## TASK STATEMENT
Find every line below where the word "secondary" occurs, then give how many you found and nothing else.

## Stored items from a collection
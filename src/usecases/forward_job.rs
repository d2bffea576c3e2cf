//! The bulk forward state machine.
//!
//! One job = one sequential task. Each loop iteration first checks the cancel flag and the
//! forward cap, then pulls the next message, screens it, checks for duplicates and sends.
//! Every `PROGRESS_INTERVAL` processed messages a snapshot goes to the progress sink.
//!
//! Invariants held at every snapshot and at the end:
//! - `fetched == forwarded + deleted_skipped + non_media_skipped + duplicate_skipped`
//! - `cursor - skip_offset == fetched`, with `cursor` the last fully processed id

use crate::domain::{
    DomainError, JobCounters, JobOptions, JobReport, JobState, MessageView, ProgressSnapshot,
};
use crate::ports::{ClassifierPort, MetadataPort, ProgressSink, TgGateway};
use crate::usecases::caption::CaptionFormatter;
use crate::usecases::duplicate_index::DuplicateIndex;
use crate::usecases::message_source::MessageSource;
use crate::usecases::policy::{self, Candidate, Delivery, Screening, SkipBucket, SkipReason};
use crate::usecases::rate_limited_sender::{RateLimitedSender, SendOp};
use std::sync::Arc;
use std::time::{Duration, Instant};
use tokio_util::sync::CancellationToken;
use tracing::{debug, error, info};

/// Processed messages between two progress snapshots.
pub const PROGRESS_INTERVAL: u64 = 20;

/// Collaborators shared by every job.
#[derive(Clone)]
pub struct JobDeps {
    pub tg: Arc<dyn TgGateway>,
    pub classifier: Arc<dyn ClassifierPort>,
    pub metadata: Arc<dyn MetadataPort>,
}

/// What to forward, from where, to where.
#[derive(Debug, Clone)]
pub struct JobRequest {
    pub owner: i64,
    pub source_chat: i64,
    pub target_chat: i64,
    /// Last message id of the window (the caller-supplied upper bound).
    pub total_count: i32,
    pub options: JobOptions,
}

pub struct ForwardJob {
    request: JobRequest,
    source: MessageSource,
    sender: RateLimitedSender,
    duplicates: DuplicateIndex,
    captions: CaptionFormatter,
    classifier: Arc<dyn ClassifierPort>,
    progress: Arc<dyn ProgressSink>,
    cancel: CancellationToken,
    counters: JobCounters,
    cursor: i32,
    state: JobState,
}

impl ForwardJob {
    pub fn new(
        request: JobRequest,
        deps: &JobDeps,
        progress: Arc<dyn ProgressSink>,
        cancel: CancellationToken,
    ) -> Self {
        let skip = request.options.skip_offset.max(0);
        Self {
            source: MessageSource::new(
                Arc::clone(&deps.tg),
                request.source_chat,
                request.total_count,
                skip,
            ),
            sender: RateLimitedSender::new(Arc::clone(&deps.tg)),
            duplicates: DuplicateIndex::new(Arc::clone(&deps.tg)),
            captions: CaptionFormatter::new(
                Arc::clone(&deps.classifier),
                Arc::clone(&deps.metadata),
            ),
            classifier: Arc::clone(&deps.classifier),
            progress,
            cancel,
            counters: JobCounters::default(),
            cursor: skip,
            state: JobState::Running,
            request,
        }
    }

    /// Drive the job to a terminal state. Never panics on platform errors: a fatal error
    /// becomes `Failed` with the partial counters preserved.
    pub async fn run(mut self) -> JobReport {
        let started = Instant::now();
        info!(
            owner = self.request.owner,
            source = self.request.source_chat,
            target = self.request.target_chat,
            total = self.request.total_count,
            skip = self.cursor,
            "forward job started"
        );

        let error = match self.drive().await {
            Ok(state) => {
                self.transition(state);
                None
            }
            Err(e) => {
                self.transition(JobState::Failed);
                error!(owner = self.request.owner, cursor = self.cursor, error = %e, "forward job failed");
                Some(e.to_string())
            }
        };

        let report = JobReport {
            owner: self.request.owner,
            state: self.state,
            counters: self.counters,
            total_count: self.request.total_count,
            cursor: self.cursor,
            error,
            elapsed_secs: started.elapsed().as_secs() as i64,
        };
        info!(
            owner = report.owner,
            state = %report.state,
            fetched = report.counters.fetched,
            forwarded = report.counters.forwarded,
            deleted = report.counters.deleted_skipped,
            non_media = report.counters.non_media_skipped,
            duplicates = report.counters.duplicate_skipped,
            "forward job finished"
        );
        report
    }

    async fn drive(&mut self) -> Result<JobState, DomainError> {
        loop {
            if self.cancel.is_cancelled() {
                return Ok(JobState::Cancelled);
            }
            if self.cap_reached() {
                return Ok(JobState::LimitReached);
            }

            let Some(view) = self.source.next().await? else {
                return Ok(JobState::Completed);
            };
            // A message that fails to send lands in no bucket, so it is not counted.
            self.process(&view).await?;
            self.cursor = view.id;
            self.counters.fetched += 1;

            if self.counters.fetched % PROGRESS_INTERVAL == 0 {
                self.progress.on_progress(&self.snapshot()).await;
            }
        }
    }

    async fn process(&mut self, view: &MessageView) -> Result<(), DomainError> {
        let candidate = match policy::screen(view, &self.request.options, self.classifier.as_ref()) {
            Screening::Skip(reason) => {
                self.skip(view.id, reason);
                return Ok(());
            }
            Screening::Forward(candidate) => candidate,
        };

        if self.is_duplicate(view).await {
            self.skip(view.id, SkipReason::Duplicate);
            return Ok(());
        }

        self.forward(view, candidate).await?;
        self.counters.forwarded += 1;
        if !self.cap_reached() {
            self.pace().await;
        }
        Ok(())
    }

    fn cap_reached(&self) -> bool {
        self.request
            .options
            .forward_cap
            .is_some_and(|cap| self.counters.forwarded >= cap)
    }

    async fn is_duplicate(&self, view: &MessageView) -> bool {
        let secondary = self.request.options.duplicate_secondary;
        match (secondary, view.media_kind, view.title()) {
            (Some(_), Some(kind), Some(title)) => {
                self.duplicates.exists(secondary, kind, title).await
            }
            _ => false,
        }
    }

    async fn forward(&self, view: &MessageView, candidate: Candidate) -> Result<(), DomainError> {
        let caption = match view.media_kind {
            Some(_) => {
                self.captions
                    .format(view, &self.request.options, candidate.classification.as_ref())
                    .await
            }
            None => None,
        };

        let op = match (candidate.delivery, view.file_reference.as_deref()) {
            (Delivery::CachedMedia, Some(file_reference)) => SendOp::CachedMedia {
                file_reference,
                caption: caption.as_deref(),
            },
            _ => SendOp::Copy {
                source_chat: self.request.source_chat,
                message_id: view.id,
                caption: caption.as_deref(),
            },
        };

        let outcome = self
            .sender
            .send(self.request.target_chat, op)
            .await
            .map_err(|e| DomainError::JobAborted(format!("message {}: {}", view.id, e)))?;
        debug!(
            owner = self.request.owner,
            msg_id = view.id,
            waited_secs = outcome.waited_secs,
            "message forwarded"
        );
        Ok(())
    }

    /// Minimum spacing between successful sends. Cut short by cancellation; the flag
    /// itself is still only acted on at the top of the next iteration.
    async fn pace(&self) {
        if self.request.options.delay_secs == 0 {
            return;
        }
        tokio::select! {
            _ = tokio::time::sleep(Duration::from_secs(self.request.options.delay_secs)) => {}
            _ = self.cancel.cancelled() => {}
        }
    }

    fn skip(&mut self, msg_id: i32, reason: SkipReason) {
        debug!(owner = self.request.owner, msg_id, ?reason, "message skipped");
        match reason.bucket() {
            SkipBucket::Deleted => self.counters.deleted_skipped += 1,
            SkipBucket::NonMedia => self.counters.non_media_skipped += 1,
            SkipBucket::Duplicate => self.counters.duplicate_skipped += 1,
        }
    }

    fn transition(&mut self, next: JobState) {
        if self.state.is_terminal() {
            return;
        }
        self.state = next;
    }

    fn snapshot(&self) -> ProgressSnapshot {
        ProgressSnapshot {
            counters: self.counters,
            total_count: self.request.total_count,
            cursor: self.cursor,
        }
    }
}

## ANSWER SECTION
3